**Task requirements**
The expected answer is every line of the material that contains the word "bytes".

_ _ _ _ _

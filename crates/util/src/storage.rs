//! File storage collaborators used by the upload list.
//!
//! Two backends are provided: a local directory (the default, useful for
//! development and tests) and a plain HTTP object endpoint that accepts
//! `PUT`/`DELETE` on `<endpoint>/<key>`.

use std::path::{Component, Path, PathBuf};
use std::sync::atomic::{AtomicU64, Ordering};
use std::time::{Duration, SystemTime, UNIX_EPOCH};

use civiclab_types::FileUploadData;
use reqwest::Client;
use thiserror::Error;
use tracing::debug;
use url::Url;

use crate::path_processing::display_file_name;

/// Prefix under which uploaded objects are keyed.
const UPLOAD_PREFIX: &str = "uploads";

#[derive(Debug, Error)]
pub enum StorageError {
    #[error("storage I/O error: {0}")]
    Io(#[from] std::io::Error),
    #[error("storage request failed: {0}")]
    Http(#[from] reqwest::Error),
    #[error("no stored file with key '{0}'")]
    NotFound(String),
    #[error("invalid storage key '{0}'")]
    InvalidKey(String),
    #[error("invalid storage endpoint '{0}'")]
    InvalidEndpoint(String),
}

/// Upload and delete operations on the project file store.
#[async_trait::async_trait]
pub trait FileStorage: Send + Sync {
    /// Stores the file at `path` and returns its descriptor.
    async fn upload(&self, path: &Path) -> Result<FileUploadData, StorageError>;

    /// Removes the object stored under `key`.
    async fn delete(&self, key: &str) -> Result<(), StorageError>;
}

static UPLOAD_SEQUENCE: AtomicU64 = AtomicU64::new(0);

/// Unique-enough object id: upload time in milliseconds plus a process-local counter.
fn next_upload_id() -> String {
    let millis = SystemTime::now()
        .duration_since(UNIX_EPOCH)
        .map(|elapsed| elapsed.as_millis())
        .unwrap_or_default();
    let sequence = UPLOAD_SEQUENCE.fetch_add(1, Ordering::Relaxed);
    format!("{millis}-{sequence}")
}

fn object_key(id: &str, file_name: &str) -> String {
    let sanitized: String = file_name
        .chars()
        .map(|c| if c.is_ascii_alphanumeric() || matches!(c, '.' | '-' | '_') { c } else { '_' })
        .collect();
    format!("{UPLOAD_PREFIX}/{id}-{sanitized}")
}

/// Rejects keys that could escape the storage root.
fn validate_key(key: &str) -> Result<&Path, StorageError> {
    let path = Path::new(key);
    let is_relative_and_contained = !key.is_empty() && path.components().all(|component| matches!(component, Component::Normal(_)));
    if is_relative_and_contained {
        Ok(path)
    } else {
        Err(StorageError::InvalidKey(key.to_string()))
    }
}

/// Stores uploads under a local directory and hands out `file://` URLs.
#[derive(Debug, Clone)]
pub struct LocalDirectoryStorage {
    root: PathBuf,
}

impl LocalDirectoryStorage {
    pub fn new(root: impl Into<PathBuf>) -> Self {
        Self { root: root.into() }
    }

    pub fn root(&self) -> &Path {
        &self.root
    }
}

#[async_trait::async_trait]
impl FileStorage for LocalDirectoryStorage {
    async fn upload(&self, path: &Path) -> Result<FileUploadData, StorageError> {
        let file_name = display_file_name(path);
        let id = next_upload_id();
        let key = object_key(&id, &file_name);
        let destination = self.root.join(validate_key(&key)?);
        if let Some(parent) = destination.parent() {
            tokio::fs::create_dir_all(parent).await?;
        }
        tokio::fs::copy(path, &destination).await?;
        debug!(source = %path.display(), destination = %destination.display(), "stored upload locally");

        let absolute = std::path::absolute(&destination)?;
        let public_url = Url::from_file_path(&absolute)
            .map(String::from)
            .unwrap_or_else(|_| absolute.display().to_string());
        Ok(FileUploadData {
            id,
            key,
            public_url,
            file_name,
        })
    }

    async fn delete(&self, key: &str) -> Result<(), StorageError> {
        let target = self.root.join(validate_key(key)?);
        match tokio::fs::remove_file(&target).await {
            Ok(()) => Ok(()),
            Err(error) if error.kind() == std::io::ErrorKind::NotFound => Err(StorageError::NotFound(key.to_string())),
            Err(error) => Err(StorageError::Io(error)),
        }
    }
}

/// Object store reachable over HTTP.
#[derive(Debug, Clone)]
pub struct HttpFileStorage {
    endpoint: Url,
    http: Client,
}

impl HttpFileStorage {
    pub fn new(endpoint: &str) -> Result<Self, StorageError> {
        let mut endpoint = Url::parse(endpoint.trim()).map_err(|_| StorageError::InvalidEndpoint(endpoint.to_string()))?;
        if endpoint.cannot_be_a_base() {
            return Err(StorageError::InvalidEndpoint(endpoint.to_string()));
        }
        if !endpoint.path().ends_with('/') {
            let path = format!("{}/", endpoint.path());
            endpoint.set_path(&path);
        }
        let http = Client::builder().timeout(Duration::from_secs(60)).build()?;
        Ok(Self { endpoint, http })
    }

    fn object_url(&self, key: &str) -> Result<Url, StorageError> {
        validate_key(key)?;
        self.endpoint.join(key).map_err(|_| StorageError::InvalidKey(key.to_string()))
    }
}

#[async_trait::async_trait]
impl FileStorage for HttpFileStorage {
    async fn upload(&self, path: &Path) -> Result<FileUploadData, StorageError> {
        let file_name = display_file_name(path);
        let id = next_upload_id();
        let key = object_key(&id, &file_name);
        let url = self.object_url(&key)?;
        let bytes = tokio::fs::read(path).await?;
        debug!(%url, size = bytes.len(), "uploading file");
        self.http.put(url.clone()).body(bytes).send().await?.error_for_status()?;
        Ok(FileUploadData {
            id,
            key,
            public_url: url.into(),
            file_name,
        })
    }

    async fn delete(&self, key: &str) -> Result<(), StorageError> {
        let url = self.object_url(key)?;
        debug!(%url, "deleting stored file");
        let response = self.http.delete(url).send().await?;
        if response.status() == reqwest::StatusCode::NOT_FOUND {
            return Err(StorageError::NotFound(key.to_string()));
        }
        response.error_for_status()?;
        Ok(())
    }
}

#[cfg(test)]
mod tests {
    use super::*;

    #[tokio::test]
    async fn local_upload_then_delete() {
        let source_dir = tempfile::tempdir().expect("source dir");
        let source = source_dir.path().join("Budget 2024.csv");
        std::fs::write(&source, b"line,amount\n").expect("write source");

        let store_dir = tempfile::tempdir().expect("store dir");
        let storage = LocalDirectoryStorage::new(store_dir.path());

        let upload = storage.upload(&source).await.expect("upload");
        assert_eq!(upload.file_name, "Budget 2024.csv");
        assert!(upload.key.starts_with("uploads/"));
        assert!(upload.key.ends_with("-Budget_2024.csv"));
        assert!(upload.public_url.starts_with("file://"));
        assert!(store_dir.path().join(&upload.key).exists());

        storage.delete(&upload.key).await.expect("delete");
        assert!(!store_dir.path().join(&upload.key).exists());
    }

    #[tokio::test]
    async fn deleting_missing_object_reports_not_found() {
        let store_dir = tempfile::tempdir().expect("store dir");
        let storage = LocalDirectoryStorage::new(store_dir.path());

        let error = storage.delete("uploads/nothing-here.txt").await.expect_err("missing file");
        assert!(matches!(error, StorageError::NotFound(key) if key == "uploads/nothing-here.txt"));
    }

    #[tokio::test]
    async fn keys_cannot_escape_the_root() {
        let store_dir = tempfile::tempdir().expect("store dir");
        let storage = LocalDirectoryStorage::new(store_dir.path());

        for key in ["../outside.txt", "/etc/passwd", ""] {
            let error = storage.delete(key).await.expect_err("rejected key");
            assert!(matches!(error, StorageError::InvalidKey(_)), "key {key:?}");
        }
    }

    #[test]
    fn upload_ids_are_distinct() {
        assert_ne!(next_upload_id(), next_upload_id());
    }

    #[test]
    fn http_endpoint_joins_keys_below_its_path() {
        let storage = HttpFileStorage::new("https://files.example.org/bucket").expect("endpoint");
        let url = storage.object_url("uploads/1-a.txt").expect("object url");
        assert_eq!(url.as_str(), "https://files.example.org/bucket/uploads/1-a.txt");
        assert!(HttpFileStorage::new("not a url").is_err());
    }
}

_ _ _ _ _

**Solution**
        let bytes = tokio::fs::read(path).await?;
        debug!(%url, size = bytes.len(), "uploading file");
        self.http.put(url.clone()).body(bytes).send().await?.error_for_status()?;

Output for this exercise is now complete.